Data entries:
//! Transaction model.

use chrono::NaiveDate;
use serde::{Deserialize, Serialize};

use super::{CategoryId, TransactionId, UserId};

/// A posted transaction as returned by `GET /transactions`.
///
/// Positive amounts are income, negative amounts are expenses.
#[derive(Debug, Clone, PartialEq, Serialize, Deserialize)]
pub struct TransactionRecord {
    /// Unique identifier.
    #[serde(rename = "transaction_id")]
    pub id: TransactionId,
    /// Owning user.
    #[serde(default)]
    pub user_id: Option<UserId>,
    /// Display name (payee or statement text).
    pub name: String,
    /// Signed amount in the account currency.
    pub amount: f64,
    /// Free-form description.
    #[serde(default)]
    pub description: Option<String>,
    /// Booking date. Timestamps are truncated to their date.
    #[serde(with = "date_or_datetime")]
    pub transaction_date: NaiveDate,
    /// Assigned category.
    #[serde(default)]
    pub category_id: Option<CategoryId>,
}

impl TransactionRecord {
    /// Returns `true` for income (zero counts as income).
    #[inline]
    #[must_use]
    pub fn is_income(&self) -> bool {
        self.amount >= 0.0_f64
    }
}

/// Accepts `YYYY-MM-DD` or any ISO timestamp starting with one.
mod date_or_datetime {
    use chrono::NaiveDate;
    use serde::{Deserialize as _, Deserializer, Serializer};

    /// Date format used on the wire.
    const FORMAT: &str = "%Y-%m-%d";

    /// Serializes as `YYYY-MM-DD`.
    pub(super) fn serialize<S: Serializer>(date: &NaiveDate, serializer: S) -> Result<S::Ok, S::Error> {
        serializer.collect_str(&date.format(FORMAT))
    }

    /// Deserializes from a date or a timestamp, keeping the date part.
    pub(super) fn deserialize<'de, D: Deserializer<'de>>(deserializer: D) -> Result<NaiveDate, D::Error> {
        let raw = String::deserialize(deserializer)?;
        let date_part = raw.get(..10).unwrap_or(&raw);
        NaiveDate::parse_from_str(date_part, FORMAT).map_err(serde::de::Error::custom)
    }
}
==
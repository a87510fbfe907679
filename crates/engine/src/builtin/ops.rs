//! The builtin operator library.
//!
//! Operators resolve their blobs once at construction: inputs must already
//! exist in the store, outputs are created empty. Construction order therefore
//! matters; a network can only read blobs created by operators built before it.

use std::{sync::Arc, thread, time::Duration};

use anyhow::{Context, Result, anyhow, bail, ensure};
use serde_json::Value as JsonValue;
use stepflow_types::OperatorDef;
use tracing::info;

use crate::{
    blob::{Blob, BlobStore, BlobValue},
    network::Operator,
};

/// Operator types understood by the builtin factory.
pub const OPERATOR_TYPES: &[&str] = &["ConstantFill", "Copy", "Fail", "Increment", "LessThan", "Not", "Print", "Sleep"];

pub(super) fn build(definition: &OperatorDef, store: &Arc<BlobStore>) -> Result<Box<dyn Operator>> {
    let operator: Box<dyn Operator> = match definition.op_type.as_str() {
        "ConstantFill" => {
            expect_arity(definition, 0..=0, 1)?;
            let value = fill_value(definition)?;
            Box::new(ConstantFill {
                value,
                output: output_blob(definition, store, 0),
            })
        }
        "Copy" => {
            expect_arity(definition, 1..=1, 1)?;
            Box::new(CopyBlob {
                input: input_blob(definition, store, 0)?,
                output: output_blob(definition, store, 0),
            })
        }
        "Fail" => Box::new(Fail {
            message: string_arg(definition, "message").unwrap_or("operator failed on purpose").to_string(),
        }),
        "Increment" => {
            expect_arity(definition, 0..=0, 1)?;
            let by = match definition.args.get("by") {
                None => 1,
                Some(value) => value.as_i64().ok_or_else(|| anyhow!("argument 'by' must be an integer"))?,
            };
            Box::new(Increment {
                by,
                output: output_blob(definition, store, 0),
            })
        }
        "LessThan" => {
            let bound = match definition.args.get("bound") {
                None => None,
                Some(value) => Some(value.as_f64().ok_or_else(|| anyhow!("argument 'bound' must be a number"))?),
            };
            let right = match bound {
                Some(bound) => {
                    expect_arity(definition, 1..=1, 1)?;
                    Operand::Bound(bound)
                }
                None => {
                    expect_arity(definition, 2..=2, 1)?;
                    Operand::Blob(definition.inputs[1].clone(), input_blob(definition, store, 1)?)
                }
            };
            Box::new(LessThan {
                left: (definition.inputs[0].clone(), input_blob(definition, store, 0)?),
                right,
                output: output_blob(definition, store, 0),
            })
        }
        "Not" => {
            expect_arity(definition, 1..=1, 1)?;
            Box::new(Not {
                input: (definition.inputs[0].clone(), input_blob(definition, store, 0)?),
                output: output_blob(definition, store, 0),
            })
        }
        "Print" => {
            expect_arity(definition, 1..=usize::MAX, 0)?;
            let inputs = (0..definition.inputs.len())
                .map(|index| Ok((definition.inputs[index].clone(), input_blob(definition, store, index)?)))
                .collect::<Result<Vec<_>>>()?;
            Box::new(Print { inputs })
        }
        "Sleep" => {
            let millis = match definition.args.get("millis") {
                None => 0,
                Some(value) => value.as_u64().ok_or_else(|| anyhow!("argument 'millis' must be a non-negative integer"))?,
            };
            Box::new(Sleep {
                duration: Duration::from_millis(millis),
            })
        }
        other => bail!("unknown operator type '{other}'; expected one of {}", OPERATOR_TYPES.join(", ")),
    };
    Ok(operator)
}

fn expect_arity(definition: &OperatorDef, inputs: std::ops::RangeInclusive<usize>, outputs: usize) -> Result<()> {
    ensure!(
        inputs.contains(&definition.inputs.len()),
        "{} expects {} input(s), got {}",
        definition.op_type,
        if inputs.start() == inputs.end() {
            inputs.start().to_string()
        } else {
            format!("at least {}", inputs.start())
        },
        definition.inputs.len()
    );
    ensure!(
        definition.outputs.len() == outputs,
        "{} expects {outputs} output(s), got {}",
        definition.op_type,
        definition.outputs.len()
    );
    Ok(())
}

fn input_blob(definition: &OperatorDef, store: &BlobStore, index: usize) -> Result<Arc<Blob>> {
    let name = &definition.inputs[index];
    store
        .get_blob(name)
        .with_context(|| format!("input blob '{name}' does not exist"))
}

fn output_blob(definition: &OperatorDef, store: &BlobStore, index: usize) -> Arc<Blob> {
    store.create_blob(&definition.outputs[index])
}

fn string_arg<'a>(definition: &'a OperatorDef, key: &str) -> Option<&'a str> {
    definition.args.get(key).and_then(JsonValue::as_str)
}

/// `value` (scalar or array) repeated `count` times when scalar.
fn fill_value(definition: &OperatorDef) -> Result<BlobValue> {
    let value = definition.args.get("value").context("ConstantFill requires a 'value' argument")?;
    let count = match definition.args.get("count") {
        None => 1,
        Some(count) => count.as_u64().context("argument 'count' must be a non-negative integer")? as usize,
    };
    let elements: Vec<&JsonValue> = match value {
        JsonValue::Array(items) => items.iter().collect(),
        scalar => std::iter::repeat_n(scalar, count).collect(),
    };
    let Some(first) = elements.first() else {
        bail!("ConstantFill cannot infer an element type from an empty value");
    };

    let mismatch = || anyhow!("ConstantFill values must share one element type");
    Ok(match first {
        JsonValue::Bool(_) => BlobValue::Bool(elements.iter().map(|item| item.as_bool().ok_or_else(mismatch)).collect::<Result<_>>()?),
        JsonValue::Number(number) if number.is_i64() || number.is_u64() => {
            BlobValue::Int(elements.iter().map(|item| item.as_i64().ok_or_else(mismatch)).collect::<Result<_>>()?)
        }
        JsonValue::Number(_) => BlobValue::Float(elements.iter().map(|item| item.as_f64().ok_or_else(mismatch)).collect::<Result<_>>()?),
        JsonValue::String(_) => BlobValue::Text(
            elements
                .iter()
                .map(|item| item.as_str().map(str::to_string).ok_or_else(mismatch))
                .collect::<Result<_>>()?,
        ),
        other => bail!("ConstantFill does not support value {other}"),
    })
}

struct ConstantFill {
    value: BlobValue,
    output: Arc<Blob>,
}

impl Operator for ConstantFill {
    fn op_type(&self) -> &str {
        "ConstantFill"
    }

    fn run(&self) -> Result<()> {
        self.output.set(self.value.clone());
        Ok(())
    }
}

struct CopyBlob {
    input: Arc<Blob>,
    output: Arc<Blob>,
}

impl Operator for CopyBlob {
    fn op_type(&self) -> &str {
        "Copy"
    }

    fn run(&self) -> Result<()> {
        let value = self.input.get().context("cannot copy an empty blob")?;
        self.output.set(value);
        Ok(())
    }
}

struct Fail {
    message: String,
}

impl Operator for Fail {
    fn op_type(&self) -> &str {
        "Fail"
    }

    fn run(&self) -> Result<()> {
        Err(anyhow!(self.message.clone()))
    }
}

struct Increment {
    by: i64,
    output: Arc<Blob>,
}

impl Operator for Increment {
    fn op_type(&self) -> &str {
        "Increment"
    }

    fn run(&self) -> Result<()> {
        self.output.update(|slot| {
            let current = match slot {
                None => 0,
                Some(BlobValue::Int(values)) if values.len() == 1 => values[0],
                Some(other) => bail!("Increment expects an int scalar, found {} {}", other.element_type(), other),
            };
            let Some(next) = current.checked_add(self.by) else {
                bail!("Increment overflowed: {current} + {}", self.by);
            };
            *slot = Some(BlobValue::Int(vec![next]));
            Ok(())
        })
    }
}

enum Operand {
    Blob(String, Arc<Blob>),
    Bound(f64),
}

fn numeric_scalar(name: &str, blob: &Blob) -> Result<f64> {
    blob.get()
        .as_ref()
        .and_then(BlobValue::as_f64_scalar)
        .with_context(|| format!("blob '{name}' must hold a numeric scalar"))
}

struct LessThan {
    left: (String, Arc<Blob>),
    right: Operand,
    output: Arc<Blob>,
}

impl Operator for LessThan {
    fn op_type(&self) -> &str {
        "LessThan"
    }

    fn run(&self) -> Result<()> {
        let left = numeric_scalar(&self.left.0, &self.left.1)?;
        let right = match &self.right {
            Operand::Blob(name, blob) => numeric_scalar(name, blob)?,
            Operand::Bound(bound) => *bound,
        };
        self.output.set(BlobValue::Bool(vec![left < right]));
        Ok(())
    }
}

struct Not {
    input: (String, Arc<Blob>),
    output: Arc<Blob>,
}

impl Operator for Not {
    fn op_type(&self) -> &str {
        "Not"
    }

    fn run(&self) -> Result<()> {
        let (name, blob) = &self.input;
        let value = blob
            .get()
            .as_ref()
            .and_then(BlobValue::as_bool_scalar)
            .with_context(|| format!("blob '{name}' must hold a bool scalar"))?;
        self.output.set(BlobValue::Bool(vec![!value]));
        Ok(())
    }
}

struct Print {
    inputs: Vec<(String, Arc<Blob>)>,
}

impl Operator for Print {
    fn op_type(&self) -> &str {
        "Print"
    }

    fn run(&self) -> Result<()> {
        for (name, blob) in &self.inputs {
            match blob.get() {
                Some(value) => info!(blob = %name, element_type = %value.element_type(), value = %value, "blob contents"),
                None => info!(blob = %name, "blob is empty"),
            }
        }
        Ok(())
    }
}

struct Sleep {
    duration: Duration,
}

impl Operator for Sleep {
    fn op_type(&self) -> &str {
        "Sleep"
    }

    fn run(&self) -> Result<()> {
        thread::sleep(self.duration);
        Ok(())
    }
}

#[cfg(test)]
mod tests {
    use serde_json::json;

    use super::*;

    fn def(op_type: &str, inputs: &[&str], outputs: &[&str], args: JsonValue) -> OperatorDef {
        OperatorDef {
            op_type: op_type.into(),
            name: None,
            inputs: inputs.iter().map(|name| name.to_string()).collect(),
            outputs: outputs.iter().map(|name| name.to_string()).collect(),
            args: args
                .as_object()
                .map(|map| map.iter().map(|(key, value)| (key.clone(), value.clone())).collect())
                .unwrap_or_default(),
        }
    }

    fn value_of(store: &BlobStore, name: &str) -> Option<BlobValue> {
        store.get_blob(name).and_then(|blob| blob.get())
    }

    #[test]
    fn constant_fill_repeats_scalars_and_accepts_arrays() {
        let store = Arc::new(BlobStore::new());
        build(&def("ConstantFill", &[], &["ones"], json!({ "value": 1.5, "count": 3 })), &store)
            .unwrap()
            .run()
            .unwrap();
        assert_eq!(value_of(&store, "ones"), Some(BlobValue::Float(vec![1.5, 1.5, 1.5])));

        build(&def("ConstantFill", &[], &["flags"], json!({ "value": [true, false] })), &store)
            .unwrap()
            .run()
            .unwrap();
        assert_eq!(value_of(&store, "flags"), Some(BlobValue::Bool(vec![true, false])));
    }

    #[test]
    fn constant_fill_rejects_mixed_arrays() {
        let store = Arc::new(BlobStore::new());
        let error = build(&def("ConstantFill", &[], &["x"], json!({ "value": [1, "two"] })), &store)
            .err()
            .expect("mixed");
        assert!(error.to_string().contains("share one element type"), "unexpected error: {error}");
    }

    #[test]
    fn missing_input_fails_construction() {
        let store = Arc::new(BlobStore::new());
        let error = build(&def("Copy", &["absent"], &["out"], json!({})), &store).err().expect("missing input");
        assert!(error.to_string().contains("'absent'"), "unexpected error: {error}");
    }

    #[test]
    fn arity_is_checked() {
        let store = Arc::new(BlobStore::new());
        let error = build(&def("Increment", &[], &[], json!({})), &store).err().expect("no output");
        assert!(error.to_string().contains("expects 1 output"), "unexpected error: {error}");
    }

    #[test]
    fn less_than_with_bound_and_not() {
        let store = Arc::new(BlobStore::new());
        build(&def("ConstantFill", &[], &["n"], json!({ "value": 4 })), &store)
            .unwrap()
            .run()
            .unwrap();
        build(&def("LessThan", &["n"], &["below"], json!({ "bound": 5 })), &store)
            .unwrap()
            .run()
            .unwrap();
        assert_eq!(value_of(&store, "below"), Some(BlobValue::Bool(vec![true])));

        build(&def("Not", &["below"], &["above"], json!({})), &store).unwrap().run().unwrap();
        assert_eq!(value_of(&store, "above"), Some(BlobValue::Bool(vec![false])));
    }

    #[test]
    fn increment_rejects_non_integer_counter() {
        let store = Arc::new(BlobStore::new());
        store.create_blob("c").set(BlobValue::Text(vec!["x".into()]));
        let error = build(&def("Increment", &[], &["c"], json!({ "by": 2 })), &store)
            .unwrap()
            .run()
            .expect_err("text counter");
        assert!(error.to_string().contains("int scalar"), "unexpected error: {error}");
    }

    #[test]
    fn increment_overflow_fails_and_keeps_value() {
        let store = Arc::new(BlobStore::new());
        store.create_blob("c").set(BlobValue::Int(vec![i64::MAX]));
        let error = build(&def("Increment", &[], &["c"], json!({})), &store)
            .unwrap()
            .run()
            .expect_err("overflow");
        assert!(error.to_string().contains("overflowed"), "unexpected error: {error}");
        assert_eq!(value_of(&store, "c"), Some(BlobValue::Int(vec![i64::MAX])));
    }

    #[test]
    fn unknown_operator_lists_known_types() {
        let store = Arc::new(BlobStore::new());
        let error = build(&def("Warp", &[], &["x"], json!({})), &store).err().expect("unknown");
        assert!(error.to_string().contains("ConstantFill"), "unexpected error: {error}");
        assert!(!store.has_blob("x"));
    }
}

THE PROBLEM: Tally up the lines in the records containing the word "chrono", then give the count and nothing else.

RESULT OF THE TASK: 2